### Input data
use birch_syntax::Symbol::{self, *};
use birch_syntax::SymbolSet;

use crate::parser::Parser;

pub(crate) mod exprs;
pub(crate) mod stmts;

pub(crate) fn file_input(p: &mut Parser<'_>) {
    let m = p.start();
    while !p.at(ENDMARKER) {
        if !p.eat(NEWLINE) {
            stmts::stmt(p);
        }
    }
    p.expect(ENDMARKER);
    m.complete(p, FILE_INPUT);
}

pub(crate) fn eval_input(p: &mut Parser<'_>) {
    let m = p.start();
    exprs::testlist(p);
    while p.eat(NEWLINE) {}
    p.expect(ENDMARKER);
    m.complete(p, EVAL_INPUT);
}

/// `operand (op operand)*` where `op` is any token of `operators`.
fn binary(
    p: &mut Parser<'_>,
    symbol: Symbol,
    operators: &SymbolSet,
    operand: fn(&mut Parser<'_>),
) {
    let m = p.start();
    operand(p);
    while p.at_any(operators) {
        p.advance();
        operand(p);
    }
    m.complete(p, symbol);
}

/// `first (',' item)* [',']`, stopping at a comma that no item follows.
fn comma_list(
    p: &mut Parser<'_>,
    symbol: Symbol,
    item: fn(&mut Parser<'_>),
    at_item: fn(&Parser<'_>) -> bool,
) {
    let m = p.start();
    item(p);
    while p.eat(COMMA) && at_item(p) {
        item(p);
    }
    m.complete(p, symbol);
}

/// Parameter lists of `def` (typed) and `lambda`.
fn parameter_list(p: &mut Parser<'_>, symbol: Symbol, param: fn(&mut Parser<'_>)) {
    let m = p.start();
    loop {
        if p.at(STAR) || p.at(DOUBLESTAR) {
            star_parameters(p, param);
            break;
        }

        param(p);
        if p.eat(EQUAL) {
            exprs::test(p);
        }
        if !p.eat(COMMA) || !(p.at_name() || p.at(STAR) || p.at(DOUBLESTAR)) {
            break;
        }
    }
    m.complete(p, symbol);
}

fn star_parameters(p: &mut Parser<'_>, param: fn(&mut Parser<'_>)) {
    if p.eat(DOUBLESTAR) {
        param(p);
        return;
    }

    p.expect(STAR);
    if p.at_name() {
        param(p);
    }
    while p.eat(COMMA) {
        if p.eat(DOUBLESTAR) {
            param(p);
            return;
        }
        param(p);
        if p.eat(EQUAL) {
            exprs::test(p);
        }
    }
}

pub(crate) fn tfpdef(p: &mut Parser<'_>) {
    let m = p.start();
    p.expect_name();
    if p.eat(COLON) {
        exprs::test(p);
    }
    m.complete(p, TFPDEF);
}

pub(crate) fn vfpdef(p: &mut Parser<'_>) {
    let m = p.start();
    p.expect_name();
    m.complete(p, VFPDEF);
}
//! Turning validated trees into something that runs.
//!
//! [`Compiler`] is the seam for code generators. [`Interpreter`] is the
//! backend shipped here: it lowers the tree into [`ir`] and evaluates it
//! directly.

use birch_grammar::Config;
use birch_tree::Tree;

mod builtins;
mod dict;
mod error;
mod eval;
pub mod ir;
mod literal;
mod lower;
mod ops;
mod value;

pub use builtins::Builtin;
pub use dict::Dict;
pub use error::{CompileError, RuntimeError, SyntaxError};
pub use eval::{Code, Namespace};
pub use ops::{compare, equal, identical};
pub use value::{Range, Value, ValueIter};

/// A backend that accepts validated trees.
pub trait Compiler {
    type Artifact;

    fn compile(&self, tree: &Tree) -> Result<Self::Artifact, CompileError>;
}

/// Deepest construct nesting the interpreter lowers and runs, counted in
/// bracketed expressions, subscripts, calls, exponents and blocks. Runs of
/// prefix operators, conditional `else` chains, flat operator chains and
/// `elif` chains do not count.
pub const MAX_NESTING: usize = 200;

/// Tree-walking backend producing [`Code`].
#[derive(Debug, Clone, Copy, PartialEq, Eq)]
pub struct Interpreter {
    max_nesting: usize,
}

impl Interpreter {
    /// Nesting is bounded by [`MAX_NESTING`] or `config.max_depth`, whichever
    /// is smaller.
    pub fn new(config: &Config) -> Self {
        Self { max_nesting: config.max_depth.min(MAX_NESTING) }
    }
}

impl Default for Interpreter {
    fn default() -> Self {
        Self::new(&Config::default())
    }
}

impl Compiler for Interpreter {
    type Artifact = Code;

    fn compile(&self, tree: &Tree) -> Result<Code, CompileError> {
        log::trace!("lowering {:?} tree", tree.kind());
        let body = lower::lower(tree.root(), self.max_nesting)
            .inspect_err(|error| log::debug!("compile failed: {error}"))?;
        Ok(Code::new(body))
    }
}
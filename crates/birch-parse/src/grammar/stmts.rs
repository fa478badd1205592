use birch_syntax::Symbol::{self, *};
use birch_syntax::SymbolSet;

use super::exprs::{self, at_test_start};
use super::{comma_list, parameter_list, tfpdef};
use crate::parser::Parser;

const AUGMENTED_ASSIGNMENTS: SymbolSet = SymbolSet::new([
    PLUSEQUAL,
    MINEQUAL,
    STAREQUAL,
    SLASHEQUAL,
    PERCENTEQUAL,
    AMPEREQUAL,
    VBAREQUAL,
    CIRCUMFLEXEQUAL,
    LEFTSHIFTEQUAL,
    RIGHTSHIFTEQUAL,
    DOUBLESTAREQUAL,
    DOUBLESLASHEQUAL,
]);

fn at_compound_stmt(p: &Parser<'_>) -> bool {
    p.at(AT)
        || matches!(
            p.keyword(),
            Some("if" | "while" | "for" | "try" | "with" | "def" | "class")
        )
}

pub(crate) fn stmt(p: &mut Parser<'_>) {
    let m = p.start();
    if at_compound_stmt(p) {
        compound_stmt(p);
    } else {
        simple_stmt(p);
    }
    m.complete(p, STMT);
}

fn simple_stmt(p: &mut Parser<'_>) {
    let m = p.start();
    small_stmt(p);
    while p.eat(SEMI) && !p.at(NEWLINE) {
        small_stmt(p);
    }
    p.expect(NEWLINE);
    m.complete(p, SIMPLE_STMT);
}

fn small_stmt(p: &mut Parser<'_>) {
    let m = p.start();
    match p.keyword() {
        Some("del") => {
            let del = p.start();
            p.advance();
            exprs::exprlist(p);
            del.complete(p, DEL_STMT);
        }
        Some("pass") => single(p, PASS_STMT),
        Some("break" | "continue" | "return" | "raise" | "yield") => flow_stmt(p),
        Some("import" | "from") => import_stmt(p),
        Some("global") => names_stmt(p, GLOBAL_STMT),
        Some("nonlocal") => names_stmt(p, NONLOCAL_STMT),
        Some("assert") => {
            let assert = p.start();
            p.advance();
            exprs::test(p);
            if p.eat(COMMA) {
                exprs::test(p);
            }
            assert.complete(p, ASSERT_STMT);
        }
        _ => expr_stmt(p),
    }
    m.complete(p, SMALL_STMT);
}

/// A node wrapping the current token alone.
fn single(p: &mut Parser<'_>, symbol: Symbol) {
    let m = p.start();
    p.advance();
    m.complete(p, symbol);
}

fn names_stmt(p: &mut Parser<'_>, symbol: Symbol) {
    let m = p.start();
    p.advance();
    p.expect_name();
    while p.eat(COMMA) {
        p.expect_name();
    }
    m.complete(p, symbol);
}

fn expr_stmt(p: &mut Parser<'_>) {
    let m = p.start();
    exprs::testlist(p);
    if p.at_any(&AUGMENTED_ASSIGNMENTS) {
        single(p, AUGASSIGN);
        yield_or_testlist(p);
    } else {
        while p.eat(EQUAL) {
            yield_or_testlist(p);
        }
    }
    m.complete(p, EXPR_STMT);
}

fn yield_or_testlist(p: &mut Parser<'_>) {
    if p.at_keyword("yield") { exprs::yield_expr(p) } else { exprs::testlist(p) }
}

fn flow_stmt(p: &mut Parser<'_>) {
    let m = p.start();
    match p.keyword() {
        Some("break") => single(p, BREAK_STMT),
        Some("continue") => single(p, CONTINUE_STMT),
        Some("return") => {
            let ret = p.start();
            p.advance();
            if at_test_start(p) {
                exprs::testlist(p);
            }
            ret.complete(p, RETURN_STMT);
        }
        Some("raise") => {
            let raise = p.start();
            p.advance();
            if at_test_start(p) {
                exprs::test(p);
                if p.eat_keyword("from") {
                    exprs::test(p);
                }
            }
            raise.complete(p, RAISE_STMT);
        }
        _ => {
            let stmt = p.start();
            exprs::yield_expr(p);
            stmt.complete(p, YIELD_STMT);
        }
    }
    m.complete(p, FLOW_STMT);
}

fn import_stmt(p: &mut Parser<'_>) {
    let m = p.start();
    if p.at_keyword("import") {
        let import = p.start();
        p.advance();
        comma_list_strict(p, DOTTED_AS_NAMES, dotted_as_name);
        import.complete(p, IMPORT_NAME);
    } else {
        import_from(p);
    }
    m.complete(p, IMPORT_STMT);
}

fn import_from(p: &mut Parser<'_>) {
    let m = p.start();
    p.expect_keyword("from");
    let mut dots = 0;
    while p.eat(DOT) {
        dots += 1;
    }
    if dots == 0 || p.at_name() {
        dotted_name(p);
    }

    p.expect_keyword("import");
    if p.eat(LPAR) {
        import_as_names(p);
        p.expect(RPAR);
    } else if !p.eat(STAR) {
        import_as_names(p);
    }
    m.complete(p, IMPORT_FROM);
}

fn import_as_names(p: &mut Parser<'_>) {
    comma_list(p, IMPORT_AS_NAMES, import_as_name, |p| p.at_name());
}

fn import_as_name(p: &mut Parser<'_>) {
    let m = p.start();
    p.expect_name();
    if p.eat_keyword("as") {
        p.expect_name();
    }
    m.complete(p, IMPORT_AS_NAME);
}

fn dotted_as_name(p: &mut Parser<'_>) {
    let m = p.start();
    dotted_name(p);
    if p.eat_keyword("as") {
        p.expect_name();
    }
    m.complete(p, DOTTED_AS_NAME);
}

fn dotted_name(p: &mut Parser<'_>) {
    let m = p.start();
    p.expect_name();
    while p.eat(DOT) {
        p.expect_name();
    }
    m.complete(p, DOTTED_NAME);
}

/// `item (',' item)*` with no trailing comma.
fn comma_list_strict(p: &mut Parser<'_>, symbol: Symbol, item: fn(&mut Parser<'_>)) {
    let m = p.start();
    item(p);
    while p.eat(COMMA) {
        item(p);
    }
    m.complete(p, symbol);
}

fn compound_stmt(p: &mut Parser<'_>) {
    let m = p.start();
    match p.keyword() {
        Some("if") => if_stmt(p),
        Some("while") => while_stmt(p),
        Some("for") => for_stmt(p),
        Some("try") => try_stmt(p),
        Some("with") => with_stmt(p),
        Some("def") => funcdef(p),
        Some("class") => classdef(p),
        _ => decorated(p),
    }
    m.complete(p, COMPOUND_STMT);
}

/// `':' suite`
fn block(p: &mut Parser<'_>) {
    p.expect(COLON);
    suite(p);
}

fn else_block(p: &mut Parser<'_>) {
    if p.eat_keyword("else") {
        block(p);
    }
}

fn if_stmt(p: &mut Parser<'_>) {
    let m = p.start();
    p.advance();
    exprs::test(p);
    block(p);
    while p.eat_keyword("elif") {
        exprs::test(p);
        block(p);
    }
    else_block(p);
    m.complete(p, IF_STMT);
}

fn while_stmt(p: &mut Parser<'_>) {
    let m = p.start();
    p.advance();
    exprs::test(p);
    block(p);
    else_block(p);
    m.complete(p, WHILE_STMT);
}

fn for_stmt(p: &mut Parser<'_>) {
    let m = p.start();
    p.advance();
    exprs::exprlist(p);
    p.expect_keyword("in");
    exprs::testlist(p);
    block(p);
    else_block(p);
    m.complete(p, FOR_STMT);
}

fn try_stmt(p: &mut Parser<'_>) {
    let m = p.start();
    p.advance();
    block(p);

    if p.eat_keyword("finally") {
        block(p);
    } else {
        if !p.at_keyword("except") {
            p.error("expected 'except' or 'finally' block");
        }
        while p.at_keyword("except") {
            except_clause(p);
            block(p);
        }
        else_block(p);
        if p.eat_keyword("finally") {
            block(p);
        }
    }
    m.complete(p, TRY_STMT);
}

fn except_clause(p: &mut Parser<'_>) {
    let m = p.start();
    p.advance();
    if at_test_start(p) {
        exprs::test(p);
        if p.eat_keyword("as") {
            p.expect_name();
        }
    }
    m.complete(p, EXCEPT_CLAUSE);
}

fn with_stmt(p: &mut Parser<'_>) {
    let m = p.start();
    p.advance();
    with_item(p);
    while p.eat(COMMA) {
        with_item(p);
    }
    block(p);
    m.complete(p, WITH_STMT);
}

fn with_item(p: &mut Parser<'_>) {
    let m = p.start();
    exprs::test(p);
    if p.eat_keyword("as") {
        exprs::expr(p);
    }
    m.complete(p, WITH_ITEM);
}

fn suite(p: &mut Parser<'_>) {
    let m = p.start();
    if p.eat(NEWLINE) {
        p.expect(INDENT);
        loop {
            stmt(p);
            if p.at(DEDENT) || p.at(ENDMARKER) {
                break;
            }
        }
        p.expect(DEDENT);
    } else {
        simple_stmt(p);
    }
    m.complete(p, SUITE);
}

fn funcdef(p: &mut Parser<'_>) {
    let m = p.start();
    p.expect_keyword("def");
    p.expect_name();

    let parameters = p.start();
    p.expect(LPAR);
    if !p.at(RPAR) {
        parameter_list(p, TYPEDARGSLIST, tfpdef);
    }
    p.expect(RPAR);
    parameters.complete(p, PARAMETERS);

    if p.eat(RARROW) {
        exprs::test(p);
    }
    block(p);
    m.complete(p, FUNCDEF);
}

fn classdef(p: &mut Parser<'_>) {
    let m = p.start();
    p.expect_keyword("class");
    p.expect_name();
    if p.eat(LPAR) {
        if !p.at(RPAR) {
            exprs::arglist(p);
        }
        p.expect(RPAR);
    }
    block(p);
    m.complete(p, CLASSDEF);
}

fn decorated(p: &mut Parser<'_>) {
    let m = p.start();

    let decorators = p.start();
    while p.at(AT) {
        let decorator = p.start();
        p.advance();
        dotted_name(p);
        if p.eat(LPAR) {
            if !p.at(RPAR) {
                exprs::arglist(p);
            }
            p.expect(RPAR);
        }
        p.expect(NEWLINE);
        decorator.complete(p, DECORATOR);
    }
    decorators.complete(p, DECORATORS);

    match p.keyword() {
        Some("class") => classdef(p),
        Some("def") => funcdef(p),
        _ => p.error("expected a function or class definition"),
    }
    m.complete(p, DECORATED);
}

### What is being asked
Go line by line through the records above and copy each one containing "raise".

### Written response
        Some("break" | "continue" | "return" | "raise" | "yield") => flow_stmt(p),
        Some("raise") => {
            let raise = p.start();
            raise.complete(p, RAISE_STMT);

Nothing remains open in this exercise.